I agree with GardenArtist, have a chat with the police about the situation. If the police picks up your husband, you wouldn't want him back home the next day out of safety concerns for yourself, so you need to know what steps the police and you will need to take. That might be the only way your husband can be placed in a facility.
Don't feel guilty about turning your husband over to someone else to take care of him.... 14 years is a very long time to care for someone where you see they are not getting better.... you've have done more than your fair share caring for him. In the mean time, let him put his clothes in a bag, feed him TV dinners, and don't mention hygiene at all. Next time he puts feces on the bathroom wall, don't clean it up. This way you can see if he is doing things just to get negative attention. If he still picks fights to a point of fear, then it is time to call the police.

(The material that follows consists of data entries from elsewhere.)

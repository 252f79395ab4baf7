//! Notification dispatcher — routes requests to transports with retries.

use std::time::{Duration, Instant};

use greenhub_domain::notification::{NotificationRequest, TransportKind};

use crate::ports::{NotificationTransport, TransportError};

/// Attempt budget and backoff schedule of a delivery.
#[derive(Debug, Clone, Copy, PartialEq, Eq)]
pub struct RetryPolicy {
    /// Total attempts per transport, including the first.
    pub max_attempts: u32,
    pub initial_backoff: Duration,
    pub max_backoff: Duration,
    /// Deadline of each individual attempt.
    pub attempt_timeout: Duration,
}

impl Default for RetryPolicy {
    fn default() -> Self {
        Self {
            max_attempts: 3,
            initial_backoff: Duration::from_millis(500),
            max_backoff: Duration::from_secs(10),
            attempt_timeout: Duration::from_secs(10),
        }
    }
}

impl RetryPolicy {
    /// Wait before retry number `retry` (1-based): the initial backoff
    /// doubled per retry, capped at `max_backoff`.
    #[must_use]
    pub fn backoff(&self, retry: u32) -> Duration {
        let factor = 2u32.saturating_pow(retry.saturating_sub(1));
        self.initial_backoff
            .saturating_mul(factor)
            .min(self.max_backoff)
    }
}

/// Result of delivering a request over one transport.
#[derive(Debug, Clone, PartialEq, Eq)]
pub struct Delivery {
    pub transport: TransportKind,
    pub attempts: u32,
    pub latency_ms: u64,
    pub error: Option<TransportError>,
}

impl Delivery {
    #[must_use]
    pub fn succeeded(&self) -> bool {
        self.error.is_none()
    }
}

/// Sends [`NotificationRequest`]s over the transports their target selects.
pub struct NotificationDispatcher<T> {
    transport: T,
    policy: RetryPolicy,
}

impl<T: NotificationTransport + Send + Sync> NotificationDispatcher<T> {
    pub fn new(transport: T, policy: RetryPolicy) -> Self {
        Self { transport, policy }
    }

    /// Transports with an endpoint configured.
    #[must_use]
    pub fn available(&self) -> Vec<TransportKind> {
        self.transport.available()
    }

    /// Deliver over every transport selected by `request.target_channel`.
    ///
    /// Returns one [`Delivery`] per selected transport; an empty list means
    /// the target selected nothing.
    #[tracing::instrument(skip_all, fields(notification_id = %request.id, target = %request.target_channel))]
    pub async fn dispatch(&self, request: &NotificationRequest) -> Vec<Delivery> {
        let kinds = TransportKind::selected_by(request.target_channel, &self.transport.available());
        let mut deliveries = Vec::with_capacity(kinds.len());
        for kind in kinds {
            deliveries.push(self.deliver(kind, request).await);
        }
        deliveries
    }

    async fn deliver(&self, kind: TransportKind, request: &NotificationRequest) -> Delivery {
        let started = Instant::now();
        let mut attempts = 0;
        loop {
            attempts += 1;
            let result = tokio::time::timeout(
                self.policy.attempt_timeout,
                self.transport.deliver(kind, request),
            )
            .await
            .unwrap_or(Err(TransportError::Timeout));

            let error = match result {
                Ok(()) => {
                    tracing::debug!(transport = %kind, attempts, "Notification delivered");
                    None
                }
                Err(err) if err.is_retryable() && attempts < self.policy.max_attempts => {
                    let wait = self.policy.backoff(attempts);
                    tracing::warn!(
                        transport = %kind,
                        attempts,
                        error = %err,
                        retry_in_ms = u64::try_from(wait.as_millis()).unwrap_or(u64::MAX),
                        "Notification attempt failed, retrying"
                    );
                    tokio::time::sleep(wait).await;
                    continue;
                }
                Err(err) => {
                    tracing::warn!(transport = %kind, attempts, error = %err, "Notification delivery failed");
                    Some(err)
                }
            };
            return Delivery {
                transport: kind,
                attempts,
                latency_ms: u64::try_from(started.elapsed().as_millis()).unwrap_or(u64::MAX),
                error,
            };
        }
    }
}

#[cfg(test)]
mod tests {
    use super::*;
    use crate::testing::ScriptedTransport;
    use greenhub_domain::id::{NotificationId, RuleId};
    use greenhub_domain::rule::{Priority, TargetChannel};

    fn request(target: TargetChannel) -> NotificationRequest {
        NotificationRequest {
            id: NotificationId::new(),
            rule_id: RuleId::new(),
            message: "pH 5.0 on tank-1".to_string(),
            priority: Priority::High,
            channel: "telegram".to_string(),
            target_channel: target,
            user: "greenhub".to_string(),
            metadata: serde_json::Map::new(),
            created_at: greenhub_domain::time::now(),
        }
    }

    fn policy() -> RetryPolicy {
        RetryPolicy {
            max_attempts: 3,
            initial_backoff: Duration::from_millis(100),
            max_backoff: Duration::from_secs(1),
            attempt_timeout: Duration::from_secs(2),
        }
    }

    #[test]
    fn should_double_backoff_up_to_cap() {
        let policy = policy();
        assert_eq!(policy.backoff(1), Duration::from_millis(100));
        assert_eq!(policy.backoff(2), Duration::from_millis(200));
        assert_eq!(policy.backoff(4), Duration::from_millis(800));
        assert_eq!(policy.backoff(5), Duration::from_secs(1));
        assert_eq!(policy.backoff(60), Duration::from_secs(1));
    }

    #[tokio::test(start_paused = true)]
    async fn should_deliver_on_first_attempt() {
        let transport = ScriptedTransport::new(&[TransportKind::Webhook]);
        let dispatcher = NotificationDispatcher::new(transport.clone(), policy());

        let deliveries = dispatcher.dispatch(&request(TargetChannel::Webhook)).await;

        assert_eq!(deliveries.len(), 1);
        assert!(deliveries[0].succeeded());
        assert_eq!(deliveries[0].attempts, 1);
        assert_eq!(transport.delivered().len(), 1);
    }

    #[tokio::test(start_paused = true)]
    async fn should_retry_transient_failures_until_success() {
        let transport = ScriptedTransport::new(&[TransportKind::Webhook]).script(
            TransportKind::Webhook,
            vec![
                Err(TransportError::Unavailable("502".to_string())),
                Err(TransportError::Timeout),
            ],
        );
        let dispatcher = NotificationDispatcher::new(transport.clone(), policy());

        let deliveries = dispatcher.dispatch(&request(TargetChannel::Webhook)).await;

        assert!(deliveries[0].succeeded());
        assert_eq!(deliveries[0].attempts, 3);
    }

    #[tokio::test(start_paused = true)]
    async fn should_give_up_after_max_attempts() {
        let transport = ScriptedTransport::new(&[TransportKind::Webhook]).script(
            TransportKind::Webhook,
            vec![Err(TransportError::Unavailable("503".to_string())); 5],
        );
        let dispatcher = NotificationDispatcher::new(transport.clone(), policy());

        let deliveries = dispatcher.dispatch(&request(TargetChannel::Webhook)).await;

        assert_eq!(deliveries[0].attempts, 3);
        assert!(matches!(
            deliveries[0].error,
            Some(TransportError::Unavailable(_))
        ));
        assert_eq!(transport.attempts(TransportKind::Webhook), 3);
    }

    #[tokio::test(start_paused = true)]
    async fn should_not_retry_rejected_request() {
        let transport = ScriptedTransport::new(&[TransportKind::Webhook]).script(
            TransportKind::Webhook,
            vec![Err(TransportError::Rejected {
                status: 400,
                reason: "bad payload".to_string(),
            })],
        );
        let dispatcher = NotificationDispatcher::new(transport.clone(), policy());

        let deliveries = dispatcher.dispatch(&request(TargetChannel::Webhook)).await;

        assert_eq!(deliveries[0].attempts, 1);
        assert!(!deliveries[0].succeeded());
    }

    #[tokio::test(start_paused = true)]
    async fn should_time_out_hanging_transport_and_retry() {
        let transport = ScriptedTransport::hanging(&[TransportKind::Telegram]);
        let dispatcher = NotificationDispatcher::new(transport.clone(), policy());

        let deliveries = dispatcher.dispatch(&request(TargetChannel::Telegram)).await;

        assert_eq!(deliveries[0].error, Some(TransportError::Timeout));
        assert_eq!(deliveries[0].attempts, 3);
    }

    #[tokio::test(start_paused = true)]
    async fn should_fail_fast_on_unconfigured_transport() {
        let transport = ScriptedTransport::new(&[TransportKind::Webhook]);
        let dispatcher = NotificationDispatcher::new(transport, policy());

        let deliveries = dispatcher.dispatch(&request(TargetChannel::Email)).await;

        assert_eq!(deliveries[0].attempts, 1);
        assert_eq!(
            deliveries[0].error,
            Some(TransportError::NotConfigured(TransportKind::Email))
        );
    }

    #[tokio::test(start_paused = true)]
    async fn should_fan_out_to_every_configured_transport_for_all() {
        let transport = ScriptedTransport::new(&[TransportKind::Webhook, TransportKind::Email]);
        let dispatcher = NotificationDispatcher::new(transport.clone(), policy());

        let deliveries = dispatcher.dispatch(&request(TargetChannel::All)).await;

        let kinds: Vec<_> = deliveries.iter().map(|d| d.transport).collect();
        assert_eq!(kinds, vec![TransportKind::Webhook, TransportKind::Email]);
        assert!(deliveries.iter().all(Delivery::succeeded));
    }
}
//! Reading — one decoded telemetry sample of a sensor.

use std::collections::BTreeMap;

use serde::{Deserialize, Serialize};

use crate::error::DecodeError;
use crate::id::{ReadingId, SensorId};
use crate::sensor::FieldSchema;
use crate::time::Timestamp;

/// A raw telemetry payload that parsed as a JSON object.
#[derive(Debug, Clone, PartialEq)]
pub struct Payload(serde_json::Map<String, serde_json::Value>);

impl Payload {
    /// Parse raw bytes into a JSON object.
    ///
    /// # Errors
    ///
    /// Returns [`DecodeError::InvalidJson`] or [`DecodeError::NotAnObject`].
    pub fn parse(bytes: &[u8]) -> Result<Self, DecodeError> {
        match serde_json::from_slice(bytes).map_err(DecodeError::InvalidJson)? {
            serde_json::Value::Object(map) => Ok(Self(map)),
            _ => Err(DecodeError::NotAnObject),
        }
    }

    /// Names of the fields carrying a numeric value, in key order.
    pub fn numeric_fields(&self) -> impl Iterator<Item = &str> {
        self.0
            .iter()
            .filter(|(_, value)| numeric_value(value).is_some())
            .map(|(key, _)| key.as_str())
    }
}

/// Numbers and numeric strings (`"6.2"`) are accepted.
fn numeric_value(value: &serde_json::Value) -> Option<f64> {
    match value {
        serde_json::Value::Number(n) => n.as_f64(),
        serde_json::Value::String(s) => s.trim().parse().ok(),
        _ => None,
    }
}

/// A sensor's field values at receipt time. Immutable once stored.
#[derive(Debug, Clone, PartialEq, Serialize, Deserialize)]
pub struct Reading {
    pub id: ReadingId,
    pub sensor_id: SensorId,
    pub fields: BTreeMap<String, f64>,
    pub received_at: Timestamp,
}

impl Reading {
    #[must_use]
    pub fn new(sensor_id: SensorId, fields: BTreeMap<String, f64>, received_at: Timestamp) -> Self {
        Self {
            id: ReadingId::new(),
            sensor_id,
            fields,
            received_at,
        }
    }

    /// Decode a payload against the sensor's declared schema.
    ///
    /// Declared fields must hold finite numbers. Undeclared numeric fields
    /// are kept; undeclared non-numeric fields (labels, status strings) are
    /// ignored.
    ///
    /// # Errors
    ///
    /// Returns a [`DecodeError`] when a declared field is not numeric, a value
    /// is not finite, or no numeric field remains.
    pub fn decode(
        sensor_id: SensorId,
        schema: &FieldSchema,
        payload: &Payload,
        received_at: Timestamp,
    ) -> Result<Self, DecodeError> {
        let mut fields = BTreeMap::new();
        for (key, value) in &payload.0 {
            match numeric_value(value) {
                Some(number) if number.is_finite() => {
                    fields.insert(key.clone(), number);
                }
                Some(_) => return Err(DecodeError::NonFinite { field: key.clone() }),
                None if schema.contains_key(key) => {
                    return Err(DecodeError::NonNumeric { field: key.clone() });
                }
                None => {}
            }
        }
        if fields.is_empty() {
            return Err(DecodeError::Empty);
        }
        Ok(Self::new(sensor_id, fields, received_at))
    }

    #[must_use]
    pub fn value(&self, field: &str) -> Option<f64> {
        self.fields.get(field).copied()
    }

    /// Fields whose value falls outside the range declared in `schema`.
    #[must_use]
    pub fn out_of_range<'a>(&'a self, schema: &FieldSchema) -> Vec<&'a str> {
        self.fields
            .iter()
            .filter(|(field, value)| {
                schema
                    .get(field.as_str())
                    .is_some_and(|range| !range.contains(**value))
            })
            .map(|(field, _)| field.as_str())
            .collect()
    }
}
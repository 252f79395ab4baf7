//! Application services — use-case implementations.
//!
//! Each service struct accepts port trait implementations via generic parameters
//! (constructor injection), keeping this layer decoupled from concrete adapters.

pub mod device_service;
pub mod rule_service;
pub mod sensor_service;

Knowing what causes it is not going to cure it, unfortunately. Do you think that you would be able to get him to move into a facility? If you can't, you may want to talk to someone at your county's Human Services department to see what they can do to help you. I don't know if it would be better to contact someone in services for the elderly or for mental health. They will know, though. It sounds like you may need some help with him.
IF it continues??? You know it will. Frankly I wouldn't have tolerated it this long, but I do know it's hard when you're trying to take care of someone and feel responsible for them.
Regardless of what his medical problems are, you're not safe with him, nor should you even consider tolerating that kind of behavior any more.
Document what he's done, then call the police, explain the situation and ask them to remove him. Emphasize that he's hit you and explain that you fear for your safety (which you should).
Perhaps they'll take him to a psychiatric facility, but regardless where, he needs to be away from you.
There's probably some strong element of dementia, but that doesn't mean you need to tolerate his verbal abuse.
Has he been like this during your entire married life or has his behavior changed since you've had to take care of him? Is he on any medications to control his behavior?